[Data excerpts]
+--

//! Serializer hook used by storage snapshots.
//!
//! A [`Serializer`] is a byte stream that either writes (`is_serialize`) or
//! reads. The same `stream` call is used in both directions so a component's
//! serialize callback can be written once.

use thiserror::Error;

use crate::{entity::Entity, type_registry::Guid};

/// Bidirectional byte stream.
pub trait Serializer {
    /// `true` when writing, `false` when reading.
    fn is_serialize(&self) -> bool;

    /// Write `data` when serializing, fill it when deserializing.
    fn stream(&mut self, data: &mut [u8]);

    /// Fill `data` with upcoming bytes without consuming them.
    fn peek(&mut self, data: &mut [u8]);

    /// Check if a read ran past the end of the input.
    fn failed(&self) -> bool {
        false
    }

    fn stream_u8(&mut self, value: &mut u8) {
        let mut bytes = [*value];
        self.stream(&mut bytes);
        *value = bytes[0];
    }

    fn stream_u32(&mut self, value: &mut u32) {
        let mut bytes = value.to_le_bytes();
        self.stream(&mut bytes);
        *value = u32::from_le_bytes(bytes);
    }

    fn stream_u128(&mut self, value: &mut u128) {
        let mut bytes = value.to_le_bytes();
        self.stream(&mut bytes);
        *value = u128::from_le_bytes(bytes);
    }
}

/// Serializer writing into a growable buffer.
#[derive(Debug, Default)]
pub struct ByteWriter {
    buffer: Vec<u8>,
}

impl ByteWriter {
    #[must_use]
    pub fn new() -> Self {
        Self::default()
    }

    #[must_use]
    pub fn into_inner(self) -> Vec<u8> {
        self.buffer
    }

    #[must_use]
    pub fn as_bytes(&self) -> &[u8] {
        &self.buffer
    }
}

impl Serializer for ByteWriter {
    fn is_serialize(&self) -> bool {
        true
    }

    fn stream(&mut self, data: &mut [u8]) {
        self.buffer.extend_from_slice(data);
    }

    fn peek(&mut self, data: &mut [u8]) {
        data.fill(0);
    }
}

/// Serializer reading from a byte slice.
///
/// Reads past the end yield zeroes and set [`Serializer::failed`].
#[derive(Debug)]
pub struct ByteReader<'a> {
    data: &'a [u8],
    pos: usize,
    failed: bool,
}

impl<'a> ByteReader<'a> {
    #[must_use]
    pub const fn new(data: &'a [u8]) -> Self {
        Self {
            data,
            pos: 0,
            failed: false,
        }
    }

    #[must_use]
    pub fn remaining(&self) -> usize {
        self.data.len().saturating_sub(self.pos)
    }

    fn copy_out(&mut self, out: &mut [u8]) -> bool {
        match self.data.get(self.pos..self.pos + out.len()) {
            Some(bytes) => {
                out.copy_from_slice(bytes);
                true
            }
            None => {
                out.fill(0);
                self.failed = true;
                false
            }
        }
    }
}

impl Serializer for ByteReader<'_> {
    fn is_serialize(&self) -> bool {
        false
    }

    fn stream(&mut self, data: &mut [u8]) {
        if self.copy_out(data) {
            self.pos += data.len();
        }
    }

    fn peek(&mut self, data: &mut [u8]) {
        self.copy_out(data);
    }

    fn failed(&self) -> bool {
        self.failed
    }
}

/// Errors returned by storage serialization.
#[derive(Debug, Clone, PartialEq, Eq, Error)]
pub enum SerializeError {
    #[error("deserialize target storage is not empty")]
    NotEmpty,
    #[error("bad snapshot header")]
    InvalidHeader,
    #[error("snapshot references unknown type {0}")]
    UnknownGuid(Guid),
    #[error("type {0} was written with a custom serializer but has none registered")]
    MissingCallback(Guid),
    #[error("type {0} was written as raw bytes but is not registered as plain old data")]
    NotPod(Guid),
    #[error("snapshot contains invalid or duplicate entity {0:?}")]
    InvalidEntity(Entity),
    #[error("snapshot is truncated")]
    Truncated,
}

#[cfg(test)]
mod tests {
    use super::*;

    #[test]
    fn test_writer_reader() {
        let mut writer = ByteWriter::new();
        let mut a = 7u32;
        let mut b = u128::MAX - 3;
        writer.stream_u32(&mut a);
        writer.stream_u128(&mut b);

        let bytes = writer.into_inner();
        let mut reader = ByteReader::new(&bytes);

        let mut peeked = [0u8; 4];
        reader.peek(&mut peeked);
        assert_eq!(u32::from_le_bytes(peeked), 7);

        let (mut a2, mut b2) = (0u32, 0u128);
        reader.stream_u32(&mut a2);
        reader.stream_u128(&mut b2);
        assert_eq!((a2, b2), (7, u128::MAX - 3));
        assert!(!reader.failed());

        let mut extra = 0u32;
        reader.stream_u32(&mut extra);
        assert!(reader.failed());
        assert_eq!(extra, 0);
    }
}
//! Filter DSL parser
//!
//! Parses filter strings into a structured term list.

use std::fmt;

/// A parsed filter containing one or more terms.
#[derive(Debug, Clone, PartialEq, Eq)]
pub struct Query {
    pub terms: Vec<Term>,
}

impl Query {
    /// Names of every term that must be present (`And` operator, single name).
    pub fn required(&self) -> impl Iterator<Item = &str> {
        self.terms
            .iter()
            .filter(|t| t.operator == Operator::And && t.names.len() == 1)
            .map(|t| t.names[0].as_str())
    }

    /// Names of every excluded term.
    pub fn excluded(&self) -> impl Iterator<Item = &str> {
        self.terms
            .iter()
            .filter(|t| t.operator == Operator::Not)
            .flat_map(|t| t.names.iter().map(String::as_str))
    }
}

impl fmt::Display for Query {
    fn fmt(&self, f: &mut fmt::Formatter<'_>) -> fmt::Result {
        for (i, term) in self.terms.iter().enumerate() {
            if i > 0 {
                write!(f, ", ")?;
            }
            write!(f, "{term}")?;
        }
        Ok(())
    }
}

/// A single comma-separated term.
#[derive(Debug, Clone, PartialEq, Eq)]
pub struct Term {
    /// Access requested for the component data.
    pub access: Access,
    /// Whether the term touches entities outside the iterated chunk.
    pub order: Order,
    pub operator: Operator,
    /// `$` prefix: the component is read through meta entities.
    pub shared: bool,
    /// One name, or several joined by `|`.
    pub names: Vec<String>,
    /// Byte offset of the term in the source string.
    pub position: usize,
}

impl Term {
    /// Get the single name if this term names exactly one component.
    #[must_use]
    pub fn name(&self) -> Option<&str> {
        match self.names.as_slice() {
            [name] => Some(name),
            _ => None,
        }
    }

    /// Check if this term is an `A|B|...` alternative.
    #[must_use]
    pub fn is_alternative(&self) -> bool {
        self.names.len() > 1
    }
}

impl fmt::Display for Term {
    fn fmt(&self, f: &mut fmt::Formatter<'_>) -> fmt::Result {
        match self.access {
            Access::In => {}
            Access::Out => write!(f, "[out]")?,
            Access::InOut => write!(f, "[inout]")?,
            Access::Atomic => write!(f, "[atomic]")?,
            Access::Has => write!(f, "[has]")?,
        }
        if self.order == Order::Random {
            write!(f, "<rand>")?;
        }
        match self.operator {
            Operator::And => {}
            Operator::Not => write!(f, "!")?,
            Operator::Optional => write!(f, "?")?,
        }
        if self.shared {
            write!(f, "$")?;
        }
        write!(f, "{}", self.names.join("|"))
    }
}

/// Access attribute of a term.
#[derive(Debug, Clone, Copy, PartialEq, Eq, Default)]
pub enum Access {
    /// `[in]` (default): read only.
    #[default]
    In,
    /// `[out]`: written without reading.
    Out,
    /// `[inout]`: read and written.
    InOut,
    /// `[atomic]`: accessed with atomic operations.
    Atomic,
    /// `[has]`: filter only, no data access.
    Has,
}

/// Iteration order attribute of a term.
#[derive(Debug, Clone, Copy, PartialEq, Eq, Default)]
pub enum Order {
    /// `<seq>` (default): only the rows of the iterated chunk are touched.
    #[default]
    Sequential,
    /// `<rand>`: any entity may be touched.
    Random,
}

/// Term operators.
#[derive(Debug, Clone, Copy, PartialEq, Eq, Default)]
pub enum Operator {
    /// Entity must have the component (default)
    #[default]
    And,
    /// Entity must NOT have the component
    Not,
    /// Component is fetched if present
    Optional,
}

/// Parse error.
#[derive(Debug, Clone, PartialEq, Eq)]
pub struct ParseError {
    pub message: String,
    pub position: usize,
}

impl fmt::Display for ParseError {
    fn fmt(&self, f: &mut fmt::Formatter<'_>) -> fmt::Result {
        write!(
            f,
            "parse error at position {}: {}",
            self.position, self.message
        )
    }
}

impl std::error::Error for ParseError {}

/// Parse a filter string into a [`Query`].
///
/// # Syntax
///
/// - `Component` - entity must have Component (read only)
/// - `[inout]Component` - read and write Component
/// - `!Component` - entity must NOT have Component
/// - `?Component` - fetch Component when present
/// - `A|B` - entity must have A or B
/// - `$Component` - Component is shared through a meta entity
/// - `<rand>Component` - Component of arbitrary entities is accessed
///
/// # Errors
///
/// Returns `ParseError` if the filter string is malformed.
pub fn parse_query(input: &str) -> Result<Query, ParseError> {
    let mut parser = Parser::new(input);
    parser.parse()
}

struct Parser<'a> {
    input: &'a str,
    pos: usize,
}

impl<'a> Parser<'a> {
    fn new(input: &'a str) -> Self {
        Self { input, pos: 0 }
    }

    fn parse(&mut self) -> Result<Query, ParseError> {
        let mut terms = Vec::new();

        self.skip_whitespace();
        if self.is_eof() {
            return Err(self.error("empty query"));
        }

        loop {
            terms.push(self.parse_term()?);
            self.skip_whitespace();

            match self.peek() {
                None => break,
                Some(',') => {
                    self.advance();
                    self.skip_whitespace();
                    if self.is_eof() {
                        return Err(self.error("expected term after ','"));
                    }
                }
                Some(c) => return Err(self.error(&format!("unexpected character '{c}'"))),
            }
        }

        Ok(Query { terms })
    }

    fn parse_term(&mut self) -> Result<Term, ParseError> {
        self.skip_whitespace();
        let position = self.pos;

        let mut access = None;
        let mut order = None;

        // Attributes come first, in any order
        loop {
            match self.peek() {
                Some('[') => {
                    let at = self.pos;
                    let word = self.parse_bracketed('[', ']')?;
                    let parsed = match word.as_str() {
                        "in" => Access::In,
                        "out" => Access::Out,
                        "inout" => Access::InOut,
                        "atomic" => Access::Atomic,
                        "has" => Access::Has,
                        other => {
                            return Err(ParseError {
                                message: format!("unknown access attribute '{other}'"),
                                position: at,
                            });
                        }
                    };
                    if access.replace(parsed).is_some() {
                        return Err(ParseError {
                            message: "duplicate access attribute".to_string(),
                            position: at,
                        });
                    }
                }
                Some('<') => {
                    let at = self.pos;
                    let word = self.parse_bracketed('<', '>')?;
                    let parsed = match word.as_str() {
                        "seq" => Order::Sequential,
                        "rand" => Order::Random,
                        other => {
                            return Err(ParseError {
                                message: format!("unknown order attribute '{other}'"),
                                position: at,
                            });
                        }
                    };
                    if order.replace(parsed).is_some() {
                        return Err(ParseError {
                            message: "duplicate order attribute".to_string(),
                            position: at,
                        });
                    }
                }
                _ => break,
            }
            self.skip_whitespace();
        }

        let operator = match self.peek() {
            Some('!') => {
                self.advance();
                Operator::Not
            }
            Some('?') => {
                self.advance();
                Operator::Optional
            }
            _ => Operator::And,
        };

        let shared = if self.peek() == Some('$') {
            self.advance();
            true
        } else {
            false
        };

        let mut names = vec![self.parse_identifier()?];
        loop {
            self.skip_whitespace();
            if self.peek() != Some('|') {
                break;
            }
            self.advance();
            self.skip_whitespace();
            names.push(self.parse_identifier()?);
        }

        Ok(Term {
            access: access.unwrap_or_default(),
            order: order.unwrap_or_default(),
            operator,
            shared,
            names,
            position,
        })
    }

    fn parse_bracketed(&mut self, open: char, close: char) -> Result<String, ParseError> {
        if self.peek() != Some(open) {
            return Err(self.error(&format!("expected '{open}'")));
        }
        self.advance();
        self.skip_whitespace();
        let word = self.parse_identifier()?;
        self.skip_whitespace();
        if self.peek() != Some(close) {
            return Err(self.error(&format!("expected '{close}'")));
        }
        self.advance();
        Ok(word)
    }

    fn parse_identifier(&mut self) -> Result<String, ParseError> {
        let mut ident = String::new();

        while let Some(c) = self.peek() {
            if c.is_alphanumeric() || c == '_' || c == ':' {
                ident.push(c);
                self.advance();
            } else {
                break;
            }
        }

        if ident.is_empty() {
            return Err(self.error("expected identifier"));
        }

        Ok(ident)
    }

    fn error(&self, message: &str) -> ParseError {
        ParseError {
            message: message.to_string(),
            position: self.pos,
        }
    }

    fn skip_whitespace(&mut self) {
        while let Some(c) = self.peek() {
            if c.is_whitespace() {
                self.advance();
            } else {
                break;
            }
        }
    }

    fn peek(&self) -> Option<char> {
        self.remaining().chars().next()
    }

    fn remaining(&self) -> &str {
        self.input.get(self.pos..).unwrap_or("")
    }

    fn advance(&mut self) {
        if let Some(c) = self.peek() {
            self.pos += c.len_utf8();
        }
    }

    fn is_eof(&self) -> bool {
        self.pos >= self.input.len()
    }
}
impl Drop for Storage {
    fn drop(&mut self) {
        self.destruct_all();
    }
}

impl fmt::Debug for Storage {
    fn fmt(&self, f: &mut fmt::Formatter<'_>) -> fmt::Result {
        f.debug_struct("Storage")
            .field("id", &self.id)
            .field("entities", &self.entity_count())
            .field("groups", &self.groups().count())
            .field("timestamp", &self.timestamp)
            .finish()
    }
}

fn group_at(groups: &[Option<Group>], id: GroupId) -> &Group {
    groups[id.as_raw() as usize]
        .as_ref()
        .unwrap_or_else(|| panic!("group {id:?} does not exist"))
}

fn group_at_mut(groups: &mut [Option<Group>], id: GroupId) -> &mut Group {
    groups[id.as_raw() as usize]
        .as_mut()
        .unwrap_or_else(|| panic!("group {id:?} does not exist"))
}

/// Pointer to a row of a type slot.
pub(crate) fn row_ptr(chunk: &Chunk, slot: &TypeSlot, row: usize) -> *mut u8 {
    chunk.data_ptr(slot.offset + slot.size * row)
}

/// # Safety
///
/// The rows must be uninitialized and inside the chunk.
pub(crate) unsafe fn construct_rows(chunk: &Chunk, slot: &TypeSlot, rows: Range<usize>) {
    if slot.size == 0 {
        return;
    }
    for row in rows {
        let ptr = row_ptr(chunk, slot, row);
        match slot.callbacks.constructor {
            Some(constructor) => unsafe { constructor(ptr) },
            None => unsafe { ptr::write_bytes(ptr, 0, slot.size) },
        }
    }
}

/// # Safety
///
/// The rows must be live; they are uninitialized afterwards.
pub(crate) unsafe fn destruct_rows(chunk: &Chunk, slot: &TypeSlot, rows: Range<usize>) {
    let Some(destructor) = slot.callbacks.destructor else {
        return;
    };
    if slot.size == 0 {
        return;
    }
    for row in rows {
        unsafe { destructor(row_ptr(chunk, slot, row)) };
    }
}

/// # Safety
///
/// `dst` must be uninitialized, `src` live.
unsafe fn copy_value(slot: &TypeSlot, dst: *mut u8, src: *const u8) {
    match slot.callbacks.copy {
        Some(copy) => unsafe { copy(dst, src) },
        None => unsafe { ptr::copy_nonoverlapping(src, dst, slot.size) },
    }
}

/// # Safety
///
/// `count` rows at `src` must be live and `dst` uninitialized.
unsafe fn relocate_rows(slot: &TypeSlot, dst: *mut u8, src: *mut u8, count: usize) {
    if slot.size == 0 || count == 0 {
        return;
    }
    match slot.callbacks.relocate {
        Some(relocate) => {
            for i in 0..count {
                unsafe { relocate(dst.add(i * slot.size), src.add(i * slot.size)) };
            }
        }
        None => unsafe { ptr::copy(src, dst, slot.size * count) },
    }
}

/// # Safety
///
/// `ptr` must point to a live value of the slot's type.
unsafe fn map_value(slot: &TypeSlot, ptr: *mut u8, mapper: &mut dyn EntityMapper) {
    if let Some(map) = slot.callbacks.map {
        unsafe { map(ptr, mapper) };
        return;
    }
    for &offset in &slot.entity_fields {
        unsafe {
            let field = ptr.add(offset as usize).cast::<Entity>();
            let mut entity = field.read_unaligned();
            mapper.map(&mut entity);
            field.write_unaligned(entity);
        }
    }
}

#[cfg(test)]
mod tests {
    use super::*;

    #[derive(Default, Clone, Copy, Debug, PartialEq)]
    struct A(u32);

    #[derive(Default, Clone, Copy, Debug, PartialEq)]
    struct B(u64);

    fn setup() -> (Storage, TypeIndex, TypeIndex) {
        let registry = Arc::new(TypeRegistry::new());
        let a = registry.register::<A>().unwrap();
        let b = registry.register::<B>().unwrap();
        (Storage::new(registry), a, b)
    }

    #[test]
    fn test_allocate_fills_chunks_in_order() {
        let (mut storage, a, _) = setup();
        let ty = EntityType::of(&[a]);
        let mut views = Vec::new();
        storage.allocate(&ty, 10, |_, view| views.push(view));
        storage.allocate(&ty, 5, |_, view| views.push(view));

        assert_eq!(views.len(), 2);
        assert_eq!(views[0].chunk, views[1].chunk);
        assert_eq!(views[1].start, 10);
        assert_eq!(storage.entity_count(), 15);

        let group = storage.group(storage.find_group(&ty).unwrap()).unwrap();
        assert_eq!(group.len(), 15);
        assert_eq!(group.chunks().len(), 1);
    }

    #[test]
    fn test_allocate_spans_chunks() {
        let (mut storage, a, _) = setup();
        let ty = EntityType::of(&[a]);
        let id = storage.get_or_create_group(&ty);
        let capacity = storage.group(id).unwrap().capacity();

        let mut views = Vec::new();
        storage.allocate(&ty, capacity + 3, |_, view| views.push(view));
        assert_eq!(views.len(), 2);
        assert_eq!(views[0].count, capacity);
        assert_eq!(views[1].count, 3);

        let group = storage.group(id).unwrap();
        assert_eq!(group.chunks().len(), 2);
        // the full chunk sits in front of the partial one
        assert_eq!(group.free_chunk(), Some(views[1].chunk));
    }

    #[test]
    fn test_destroy_compacts_with_tail() {
        let (mut storage, a, _) = setup();
        let ty = EntityType::of(&[a]);
        let mut entities = Vec::new();
        storage.allocate(&ty, 6, |access, view| {
            entities.extend_from_slice(access.entities(view));
            for (i, value) in access.component_mut::<A>(view, a).unwrap().iter_mut().enumerate() {
                *value = A(i as u32);
            }
        });

        let view = storage.access(entities[1]).unwrap();
        storage.destroy(ChunkView::new(view.chunk, 1, 2));

        assert!(!storage.exist(entities[1]));
        assert!(!storage.exist(entities[2]));
        // rows 4 and 5 moved into the hole
        assert_eq!(storage.access(entities[4]).unwrap().start, 1);
        assert_eq!(storage.access(entities[5]).unwrap().start, 2);
        for (entity, value) in [(0, 0), (3, 3), (4, 4), (5, 5)] {
            assert_eq!(storage.get::<A>(entities[entity], a), Some(&A(value)));
        }
    }

    #[test]
    fn test_destroy_last_rows_releases_chunk() {
        let (mut storage, a, _) = setup();
        let ty = EntityType::of(&[a]);
        let entities = storage.allocate_entities(&ty, 4);
        storage.destroy_entities(&entities);

        let group = storage.group(storage.find_group(&ty).unwrap()).unwrap();
        assert!(group.is_empty());
        assert!(group.chunks().is_empty());
        assert_eq!(storage.entity_count(), 0);
    }

    #[test]
    fn test_batch_merges_adjacent_rows() {
        let (mut storage, a, b) = setup();
        let first = storage.allocate_entities(&EntityType::of(&[a]), 4);
        let second = storage.allocate_entities(&EntityType::of(&[b]), 2);

        let views = storage.batch(&[first[0], first[1], first[3], second[0], second[1]]);
        assert_eq!(views.len(), 3);
        assert_eq!((views[0].start, views[0].count), (0, 2));
        assert_eq!((views[1].start, views[1].count), (3, 1));
        assert_eq!(views[2].count, 2);
    }

    #[test]
    fn test_defragment_coalesces_chunks() {
        let (mut storage, a, _) = setup();
        let ty = EntityType::of(&[a]);
        let id = storage.get_or_create_group(&ty);
        let capacity = storage.group(id).unwrap().capacity();

        let entities = storage.allocate_entities(&ty, capacity * 2);
        // leave two partially-full chunks
        storage.destroy_entities(&entities[..3]);
        storage.destroy_entities(&entities[capacity as usize..capacity as usize + 3]);
        assert_eq!(storage.group(id).unwrap().free_chunks().len(), 2);

        storage.defragment();
        let group = storage.group(id).unwrap();
        assert_eq!(group.chunks().len(), 2);
        assert_eq!(group.free_chunks().len(), 1);
        assert_eq!(group.len(), capacity as usize * 2 - 6);
        for entity in entities.iter().skip(3) {
            if storage.exist(*entity) {
                let view = storage.access(*entity).unwrap();
                assert_eq!(storage.entities(view), &[*entity]);
            }
        }
    }

    #[test]
    fn test_defragment_removes_empty_groups() {
        let (mut storage, a, _) = setup();
        let ty = EntityType::of(&[a]);
        let entities = storage.allocate_entities(&ty, 3);
        storage.destroy_entities(&entities);
        let epoch = storage.epoch();

        storage.defragment();
        assert!(storage.find_group(&ty).is_none());
        assert!(storage.epoch() > epoch);
        assert_eq!(storage.get_or_create_group(&ty).as_raw(), 0);
    }
}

+--

Report back every line of the entries in which "registered" occurs.

=== ANSWER SECTION ===
    #[error("type {0} was written with a custom serializer but has none registered")]
    #[error("type {0} was written as raw bytes but is not registered as plain old data")]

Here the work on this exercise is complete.